Free ou l'histoire des pigeons à 25 millions d'euros

Pionnier de l'internet à domicile, Free n'a pas hésité à déployer les grands moyens pour promouvoir le lancement de son offre de téléphonie mobile, fondée sur des tarifs très attrayants, rompant avec les pratiques des opérateurs installés depuis de nombreuses années.

Le "show" à l'américaine de Xavier Niel, digne des "Keynotes" de feu Steve Jobs, a notamment été ponctué certains propos ouvertement provocateurs, qui avaient pour but de dénoncer une certaine rente de situation pour ses concurrents.
Lors de cette cérémonie de lancement, à la hauteur des ambitions commerciales de Free, certains noms d'animaux ont alors fusé (l'on se souvient en particulier des "pigeons" et "vaches à lait" censés représenter les clients des autres opérateurs) et d'aucuns en ont pris ombrage, en particulier Bouygues Télécom. Le troisième opérateur français n'a en effet guère apprécié les critiques de Free et a décidé d'assigner cette dernière pour dénigrement devant le Tribunal de commerce de Paris afin d'obtenir l'indemnisation du préjudice commercial qu'elle alléguait.

Il était notamment reproché à Free d'avoir employé des termes aussi ouvertement dévalorisants qu'"arnarque", "escroquerie", "racket" et autres joyeusetés du même genre. Bouygues Télécom avait fondé son action sur l'article 1382 du Code civil, siège de la responsabilité civile délictuelle.

En défense, Free faisait valoir de manière intéressante que l'action de son concurrent était mal fondée, puisque les termes employés relevaient, selon lui, de la diffamation et de la loi du 29 juillet 1881, de telle sorte que le Tribunal de commerce devait se déclarer matériellement incompétent, les délits de presse relevant de la compétence exclusive du Tribunal de grande instance.
Il est exact que la frontière entre le dénigrement et la diffamation est parfois difficile à cerner, mais la jurisprudence a déjà jugé que, lorsque la critique met en cause l'honneur et la considération d'un producteur ou d'un prestataire de services, l'action doit relever de la diffamation, notamment si la personnalité d'un commerçant, d'un industriel ou d'un professionnel est mise en cause (CA Paris, 22 avril 1980).

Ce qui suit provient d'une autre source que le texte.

/// Static plan catalog: features and limits per billing plan
///
/// This module is pure configuration plus lookups; no database access.
/// Actions are dotted strings (`"tasks.create"`, `"pages.publish"`), features
/// are the prefix segment (`"tasks"`), and quotas are per-resource row counts.
///
/// # Catalog
///
/// **Free:** tasks, customers; 100 tasks, 50 customers, 3 members.
///
/// **Starter:** + pages, patterns, api_keys; 1,000 tasks, 500 customers,
/// 50 pages, 10 patterns, 10 members, 5 API keys.
///
/// **Pro:** + ai, webhooks; 10,000 tasks, 5,000 customers, 500 pages,
/// 100 patterns, 50 members, 25 API keys.
///
/// **Enterprise:** `*` (all features); every limit -1 (unlimited).
///
/// # Example
///
/// ```
/// use nextspark_shared::billing::plans::{plan_features, limit_for, Resource};
/// use nextspark_shared::models::subscription::Plan;
///
/// assert!(plan_features(Plan::Free).contains(&"tasks"));
/// assert_eq!(plan_features(Plan::Enterprise), &["*"]);
/// assert_eq!(limit_for(Plan::Free, Resource::Tasks), 100);
/// assert_eq!(limit_for(Plan::Enterprise, Resource::Tasks), -1);
/// ```

use crate::models::subscription::Plan;
use crate::models::team_member::TeamRole;

/// Sentinel limit meaning "unlimited"
pub const UNLIMITED: i64 = -1;

/// Countable, quota-limited resources
#[derive(Debug, Clone, Copy, PartialEq, Eq)]
pub enum Resource {
    Tasks,
    Customers,
    Pages,
    Patterns,
    Members,
    ApiKeys,
}

impl Resource {
    /// Human-readable name
    pub fn as_str(&self) -> &'static str {
        match self {
            Resource::Tasks => "tasks",
            Resource::Customers => "customers",
            Resource::Pages => "pages",
            Resource::Patterns => "patterns",
            Resource::Members => "members",
            Resource::ApiKeys => "api_keys",
        }
    }

    /// All resources, for usage summaries
    pub fn all() -> [Resource; 6] {
        [
            Resource::Tasks,
            Resource::Customers,
            Resource::Pages,
            Resource::Patterns,
            Resource::Members,
            Resource::ApiKeys,
        ]
    }
}

/// Feature keys gated by plans
const KNOWN_FEATURES: &[&str] = &[
    "tasks",
    "customers",
    "pages",
    "patterns",
    "api_keys",
    "ai",
    "webhooks",
];

/// Gets the feature list for a plan
///
/// `["*"]` means all features; an empty list would mean no feature access.
pub fn plan_features(plan: Plan) -> &'static [&'static str] {
    match plan {
        Plan::Free => &["tasks", "customers"],
        Plan::Starter => &["tasks", "customers", "pages", "patterns", "api_keys"],
        Plan::Pro => &[
            "tasks",
            "customers",
            "pages",
            "patterns",
            "api_keys",
            "ai",
            "webhooks",
        ],
        Plan::Enterprise => &["*"],
    }
}

/// Gets the quota limit for a resource under a plan
///
/// `-1` means unlimited.
pub fn limit_for(plan: Plan, resource: Resource) -> i64 {
    match plan {
        Plan::Free => match resource {
            Resource::Tasks => 100,
            Resource::Customers => 50,
            Resource::Members => 3,
            Resource::Pages | Resource::Patterns | Resource::ApiKeys => 0,
        },
        Plan::Starter => match resource {
            Resource::Tasks => 1_000,
            Resource::Customers => 500,
            Resource::Pages => 50,
            Resource::Patterns => 10,
            Resource::Members => 10,
            Resource::ApiKeys => 5,
        },
        Plan::Pro => match resource {
            Resource::Tasks => 10_000,
            Resource::Customers => 5_000,
            Resource::Pages => 500,
            Resource::Patterns => 100,
            Resource::Members => 50,
            Resource::ApiKeys => 25,
        },
        Plan::Enterprise => UNLIMITED,
    }
}

/// RBAC table: minimum role per action
///
/// Actions absent from this table are unrestricted at the RBAC layer.
pub fn min_role_for(action: &str) -> Option<TeamRole> {
    let required = match action {
        // Read access for every member
        "tasks.list" | "tasks.read" | "customers.list" | "customers.read" | "pages.list"
        | "pages.read" | "patterns.list" | "patterns.read" | "billing.read" => TeamRole::Viewer,

        // Entity mutation is member-level
        "tasks.create" | "tasks.update" | "tasks.delete" | "customers.create"
        | "customers.update" | "customers.delete" | "pages.create" | "pages.update"
        | "patterns.create" | "patterns.update" | "ai.converse" => TeamRole::Member,

        // Publishing, deleting content, keys, and member management are admin-level
        "pages.publish" | "pages.delete" | "patterns.delete" | "api_keys.create"
        | "api_keys.manage" | "members.manage" => TeamRole::Admin,

        // Billing and team lifecycle belong to the owner
        "billing.manage" | "team.delete" => TeamRole::Owner,

        _ => return None,
    };

    Some(required)
}

/// Maps an action to its gating feature, if any
///
/// The feature is the dotted prefix (`"tasks.create"` → `"tasks"`) when that
/// prefix is a known feature key; actions outside the feature namespace
/// (e.g. `"team.delete"`, `"members.manage"`) are not feature-gated.
pub fn feature_for_action(action: &str) -> Option<&'static str> {
    let prefix = action.split('.').next()?;
    KNOWN_FEATURES.iter().find(|f| **f == prefix).copied()
}

/// Maps an action to the resource whose quota it consumes, if any
///
/// Only creation-class actions count against quotas.
pub fn resource_for_action(action: &str) -> Option<Resource> {
    match action {
        "tasks.create" => Some(Resource::Tasks),
        "customers.create" => Some(Resource::Customers),
        "pages.create" => Some(Resource::Pages),
        "patterns.create" => Some(Resource::Patterns),
        "members.manage" => Some(Resource::Members),
        "api_keys.create" => Some(Resource::ApiKeys),
        _ => None,
    }
}

#[cfg(test)]
mod tests {
    use super::*;

    #[test]
    fn test_plan_features() {
        assert_eq!(plan_features(Plan::Free), &["tasks", "customers"]);
        assert!(plan_features(Plan::Starter).contains(&"pages"));
        assert!(!plan_features(Plan::Starter).contains(&"ai"));
        assert!(plan_features(Plan::Pro).contains(&"ai"));
        assert_eq!(plan_features(Plan::Enterprise), &["*"]);
    }

    #[test]
    fn test_limits() {
        assert_eq!(limit_for(Plan::Free, Resource::Tasks), 100);
        assert_eq!(limit_for(Plan::Free, Resource::Pages), 0);
        assert_eq!(limit_for(Plan::Starter, Resource::ApiKeys), 5);
        assert_eq!(limit_for(Plan::Pro, Resource::Customers), 5_000);
        for resource in Resource::all() {
            assert_eq!(limit_for(Plan::Enterprise, resource), UNLIMITED);
        }
    }

    #[test]
    fn test_min_role_for() {
        assert_eq!(min_role_for("tasks.list"), Some(TeamRole::Viewer));
        assert_eq!(min_role_for("tasks.create"), Some(TeamRole::Member));
        assert_eq!(min_role_for("pages.publish"), Some(TeamRole::Admin));
        assert_eq!(min_role_for("billing.manage"), Some(TeamRole::Owner));

        // Unmapped actions are unrestricted at the RBAC layer
        assert_eq!(min_role_for("health.ping"), None);
    }

    #[test]
    fn test_feature_for_action() {
        assert_eq!(feature_for_action("tasks.create"), Some("tasks"));
        assert_eq!(feature_for_action("ai.converse"), Some("ai"));
        assert_eq!(feature_for_action("api_keys.manage"), Some("api_keys"));

        // Actions outside the feature namespace are not gated
        assert_eq!(feature_for_action("team.delete"), None);
        assert_eq!(feature_for_action("members.manage"), None);
    }

    #[test]
    fn test_resource_for_action() {
        assert_eq!(resource_for_action("tasks.create"), Some(Resource::Tasks));
        assert_eq!(resource_for_action("pages.create"), Some(Resource::Pages));
        assert_eq!(resource_for_action("api_keys.create"), Some(Resource::ApiKeys));
        assert_eq!(resource_for_action("tasks.update"), None);
        assert_eq!(resource_for_action("tasks.delete"), None);
        // Non-creating management actions never hit the quota layer
        assert_eq!(resource_for_action("api_keys.manage"), None);
    }
}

Il a par exemple été jugé que l'affirmation selon laquelle un poissonnier serait "un danger public" est diffamatoire, car le fait d'imputer personnellement à un dirigeant d'une société un manque de probité expliquant des critiques sur la qualité ou la fraîcheur de ses produits porte atteinte à son honneur et à sa considération (Cass. crim., 24 sept. 1996).

Or, dès lors que des faits sont constitutifs du délit de diffamation, l'article 1382 du Code civil est inapplicable, les textes spéciaux l'emportant sur le texte général.

Cependant, en l'espèce, le Tribunal de commerce de Paris a opté pour une solution radicalement différente, en estimant que les propos critiqués en l'espèce ne relevaient pas de la diffamation mais du dénigrement : "les termes de 'escroquerie', 'arnarque', pour ne viser qu'eux, renvoient incontestablement à une critique des services et des offres proposés par Bouygues Télécom et tendent à jeter le discrédit sur ces offres et ces services, dans le but de promouvoir ses propres offres et de détourner la clientèle de ses concurrents".

De manière assez elliptique, le Tribunal semble donc considérer que ces propos ne sont pas de nature à porter atteinte à l'honneur et à la considération de Bouygues Télécom, alors même qu'il relève que cette dernière serait clairement identifiable sans être nommément désignée.
La solution n'est pas exempte de toute critique. Sur le fond non plus, d'ailleurs, car la condamnation prononcée par le Tribunal atteint des sommets : 25 millions d'euros à la charge de Free, dont 15 millions au titre du détournement de clientèle et 10 millions au titre de l'atteinte à l'image !
Selon le jugement, l'offre commerciale de Free ne serait en réalité pas comparable avec celle de Bouygues Télécom, qui propose des services plus complets (offres avec ou sans engagement, fourniture d'un terminal, service client, réseau de boutiques, etc.).
Il est toutefois à noter que le Tribunal a également condamné Bouygues Télécom sur le même fondement du dénigrement, car l'opérateur avait qualifié Free de "coucou" (c'est-à-dire ce petit oiseau qui vient faire son nid dans le nid des autres) et avait insisté sur le caractère prétendument "scandaleux" des offres de la société de Xavier Niel. La condamnation de Bouygues Télécom allège la note finale de 5 millions d'euros, ce qui n'est pas si mal…

Un appel dans cette affaire est plus que probable.